Exercise directions: Go through the data below line by line and count those containing the word "field". Reply with the count only.

[Opening Records provided section]

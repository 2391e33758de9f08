//! Configuration errors.
//!
//! Every variant is raised while a standardizer is being set up, before any
//! source row is touched. Per-cell coercion problems are never errors; they
//! become nulls.

use thiserror::Error;

use crate::platform::{Platform, ResourceType};

#[derive(Debug, Clone, PartialEq, Eq, Error)]
pub enum ConfigError {
    /// No mapping table exists for the pair.
    #[error("platform '{platform}' does not support resource type '{resource}'")]
    UnsupportedCombination {
        platform: Platform,
        resource: ResourceType,
    },

    #[error("unknown platform '{0}'")]
    UnknownPlatform(String),

    #[error("unknown resource type '{0}'")]
    UnknownResource(String),

    /// A required setting was neither in the config file nor on the command line.
    #[error("{0} must be configured")]
    MissingSetting(&'static str),

    #[error("field override targets unknown canonical field '{field}'")]
    UnknownOverrideField { field: String },

    #[error("filter references unknown field '{field}'")]
    UnknownFilterField { field: String },

    #[error("group key '{field}' is not a canonical field")]
    UnknownGroupKey { field: String },

    #[error("derived column '{name}' is invalid: {reason}")]
    InvalidDerive { name: String, reason: String },

    #[error("column '{name}' is defined more than once")]
    DuplicateColumn { name: String },

    /// The host did not supply the upstream table this instance reads.
    #[error("upstream table '{name}' was not provided")]
    MissingUpstream { name: String },

    #[error("invalid {what} '{value}'")]
    InvalidLiteral { what: &'static str, value: String },
}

[Closing Records provided section]

Output: 6